If the hip joint that was treated is the source of the pain, the patient may begin to notice pain relief starting two to five days after the injection. If no improvement occurs within ten days after the injection, then the patient is unlikely to gain any pain relief from the injection and further diagnostic tests may be needed to accurately diagnose the patient’s pain.
Patients may continue to take their regular medicines after the procedure, with the exception of limiting pain medicine within the first four to six hours after the injection, so that the diagnostic information obtained is accurate. Patients may be referred for physical therapy or manual therapy after the injection while the numbing medicine is effective and/or over the next several weeks while the cortisone is working.
On the day after the procedure, patients may return to their regular activities. When the pain has improved, it is advisable to start regular exercise and activities in moderation.

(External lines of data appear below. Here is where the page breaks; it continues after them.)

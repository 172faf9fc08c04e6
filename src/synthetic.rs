//! Synthetic fallback readings.
//!
//! When no live source answers for a point, a stand-in reading is derived
//! from a per-region baseline, perturbed by a bounded random factor and then
//! graded with the same thresholds as live data. The baselines sit behind
//! [`BaselineTable`] so historical values can replace the sample table.

use rand::RngExt;
use std::collections::HashMap;
use std::sync::Arc;

use crate::grade::RainfallLevel;
use crate::models::{
    AirQualitySnapshot, Concentrations, GeoPoint, GridNowcast, Reading, ReadingData,
};
use crate::time_window::{self, ProductType};
use chrono::{DateTime, Utc};

/// Lower bound of the perturbation factor
pub const MIN_FACTOR: f64 = 0.8;
/// Upper bound of the perturbation factor
pub const MAX_FACTOR: f64 = 1.2;

/// Typical values for a region
#[derive(Debug, Clone, Copy, PartialEq)]
pub struct RegionBaseline {
    pub pm10: f64,
    pub pm25: f64,
    pub o3: f64,
    pub no2: f64,
    pub co: f64,
    pub so2: f64,
    pub temperature_c: f64,
    pub precipitation_mm: f64,
    pub humidity_pct: f64,
}

impl RegionBaseline {
    const fn sample(pm10: f64, pm25: f64, temperature_c: f64) -> Self {
        Self {
            pm10,
            pm25,
            o3: 0.032,
            no2: 0.021,
            co: 0.5,
            so2: 0.003,
            temperature_c,
            precipitation_mm: 0.0,
            humidity_pct: 60.0,
        }
    }
}

/// Lookup of baseline values by region name
pub trait BaselineTable: Send + Sync {
    fn baseline(&self, region: &str) -> RegionBaseline;
}

/// Hard-coded sample baselines for the default cities
#[derive(Debug, Clone)]
pub struct StaticBaselines {
    regions: HashMap<String, RegionBaseline>,
    fallback: RegionBaseline,
}

impl StaticBaselines {
    #[must_use]
    pub fn new(regions: HashMap<String, RegionBaseline>, fallback: RegionBaseline) -> Self {
        Self { regions, fallback }
    }
}

impl Default for StaticBaselines {
    fn default() -> Self {
        let regions = [
            ("Seoul", RegionBaseline::sample(45.0, 22.0, 13.0)),
            ("Busan", RegionBaseline::sample(38.0, 18.0, 15.5)),
            ("Daegu", RegionBaseline::sample(42.0, 20.0, 14.5)),
            ("Incheon", RegionBaseline::sample(48.0, 24.0, 12.5)),
            ("Gwangju", RegionBaseline::sample(35.0, 17.0, 14.0)),
            ("Daejeon", RegionBaseline::sample(37.0, 19.0, 13.5)),
            ("Ulsan", RegionBaseline::sample(40.0, 19.0, 15.0)),
            ("Sejong", RegionBaseline::sample(36.0, 18.0, 13.0)),
            ("Jeonju", RegionBaseline::sample(39.0, 20.0, 14.0)),
        ]
        .into_iter()
        .map(|(name, baseline)| (name.to_string(), baseline))
        .collect();

        Self::new(regions, RegionBaseline::sample(40.0, 20.0, 14.0))
    }
}

impl BaselineTable for StaticBaselines {
    fn baseline(&self, region: &str) -> RegionBaseline {
        self.regions
            .get(region)
            .or_else(|| {
                // "Seoul Jongno" style names fall back to their city prefix
                self.regions
                    .iter()
                    .find(|(name, _)| region.starts_with(name.as_str()))
                    .map(|(_, baseline)| baseline)
            })
            .copied()
            .unwrap_or(self.fallback)
    }
}

/// Which kind of stand-in reading to manufacture
#[derive(Debug, Clone, Copy, PartialEq, Eq)]
pub enum SyntheticKind {
    Weather,
    AirQuality,
}

/// Manufactures flagged stand-in readings
#[derive(Clone)]
pub struct SyntheticGenerator {
    kind: SyntheticKind,
    baselines: Arc<dyn BaselineTable>,
}

impl SyntheticGenerator {
    #[must_use]
    pub fn new(kind: SyntheticKind, baselines: Arc<dyn BaselineTable>) -> Self {
        Self { kind, baselines }
    }

    #[must_use]
    pub fn kind(&self) -> SyntheticKind {
        self.kind
    }

    /// Produce a synthetic reading for `point` at `now`.
    #[must_use]
    pub fn reading(&self, point: &GeoPoint, now: DateTime<Utc>) -> Reading {
        let baseline = self.baselines.baseline(&point.name);
        let data = match self.kind {
            SyntheticKind::Weather => weather(point, &baseline, now),
            SyntheticKind::AirQuality => air_quality(point, &baseline),
        };
        Reading::synthetic(data)
    }
}

fn perturb(value: f64) -> f64 {
    let factor: f64 = rand::rng().random_range(MIN_FACTOR..=MAX_FACTOR);
    value * factor
}

fn round_to(value: f64, decimals: i32) -> f64 {
    let scale = 10_f64.powi(decimals);
    (value * scale).round() / scale
}

fn weather(point: &GeoPoint, baseline: &RegionBaseline, now: DateTime<Utc>) -> ReadingData {
    let precipitation_mm = round_to(perturb(baseline.precipitation_mm), 1);
    ReadingData::GridNowcast(GridNowcast {
        window: time_window::resolve_at(ProductType::ShortRangeNowcast, now),
        grid: point.grid(),
        precipitation_mm,
        precipitation_type: u8::from(precipitation_mm > 0.0),
        temperature_c: round_to(perturb(baseline.temperature_c), 1),
        humidity_pct: Some(round_to(perturb(baseline.humidity_pct).min(100.0), 0)),
        wind_speed_ms: None,
        rainfall_level: RainfallLevel::classify(precipitation_mm),
    })
}

fn air_quality(point: &GeoPoint, baseline: &RegionBaseline) -> ReadingData {
    let concentrations = Concentrations {
        pm10: Some(perturb(baseline.pm10).round()),
        pm25: Some(perturb(baseline.pm25).round()),
        o3: Some(round_to(perturb(baseline.o3), 3)),
        no2: Some(round_to(perturb(baseline.no2), 3)),
        co: Some(round_to(perturb(baseline.co), 1)),
        so2: Some(round_to(perturb(baseline.so2), 3)),
    };
    let station = point
        .air_station
        .clone()
        .unwrap_or_else(|| point.name.clone());
    ReadingData::AirQualitySnapshot(AirQualitySnapshot::new(station, None, concentrations, None))
}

Even if the pain relief is significant, it is still important to increase activities gradually over one to two weeks to avoid recurrence of pain.
What is an Intra-Articular Joint Injection? Injections into joints (ie. hip, shoulder, wrist) are intra-articular injections. If you have a swollen or painful joint your doctor may inject a steroid medication into the joint. Sometimes your doctor may inject a local anesthetic (numbing medicine) along with the steroid.
Why Should I have an intra-articular steroid injection? The steroid injection is given to decrease pain and swelling in the joint.
How long does it take the steroid injection to work and how long will it last? It varies between people; improvement usually starts within 1 to 2 days. If helpful, the injection usually lasts from a few weeks to several months.
What is injected into my joint? The steroid medications are related to cortisone, which is produced by the body itself.
The purpose of the injection is to calm down the excessive inflammatory process that may be going on because of injury, excess use, or similar problems. Cortisone injections can also be used for diagnosing some conditions, such as carpal tunnel syndrome, wrist ligament tears, etc. The form of cortisone that I use is called triamcinolone acetonide. It has the longest duration of action and the greatest potency of the cortisones. The most likely side effect is decrease of skin pigmentation in a region about the size of a dime or a quarter. This is not permanent, but may last up to a year.
Are there any side effects? Side effects are very unlikely. Occasionally, the joint is worse for the first 24 hours after the injection. After that the joint normally settles. If the joint becomes more painful after this, please call 718 687 2010 as this could be a sign of infection (a very rare complication). A large number of injections into the same joint may cause damage to the joint.
How do I do it painlessly? I put fast acting numbing medicine in the shot. What is it? Lidocaine (a numbing medicine) that I have specially buffered (made the pH the same as the body’s) to take all of the sting out of it and to speed up how fast it works. The Lidocaine usually is effective in one to two seconds. Amazing, right? This way, you do not feel the long acting numbing medicine or the steroid medicine, which is actually the medicine that does the job.
How many injections can I have? There is no firm limit to the number of injections. However, the effect tends to decrease with repeated injections. There could also be problems from a large number of injections into the same joint.
How often can I have an injection? There is no firm rule about this, but your doctor will want to avoid repeating the injection more often than is necessary.
Do I need to do anything myself after the injection? You should rest the joint after the injection for the first 24-48 hours, especially after the knee or ankle has been injected.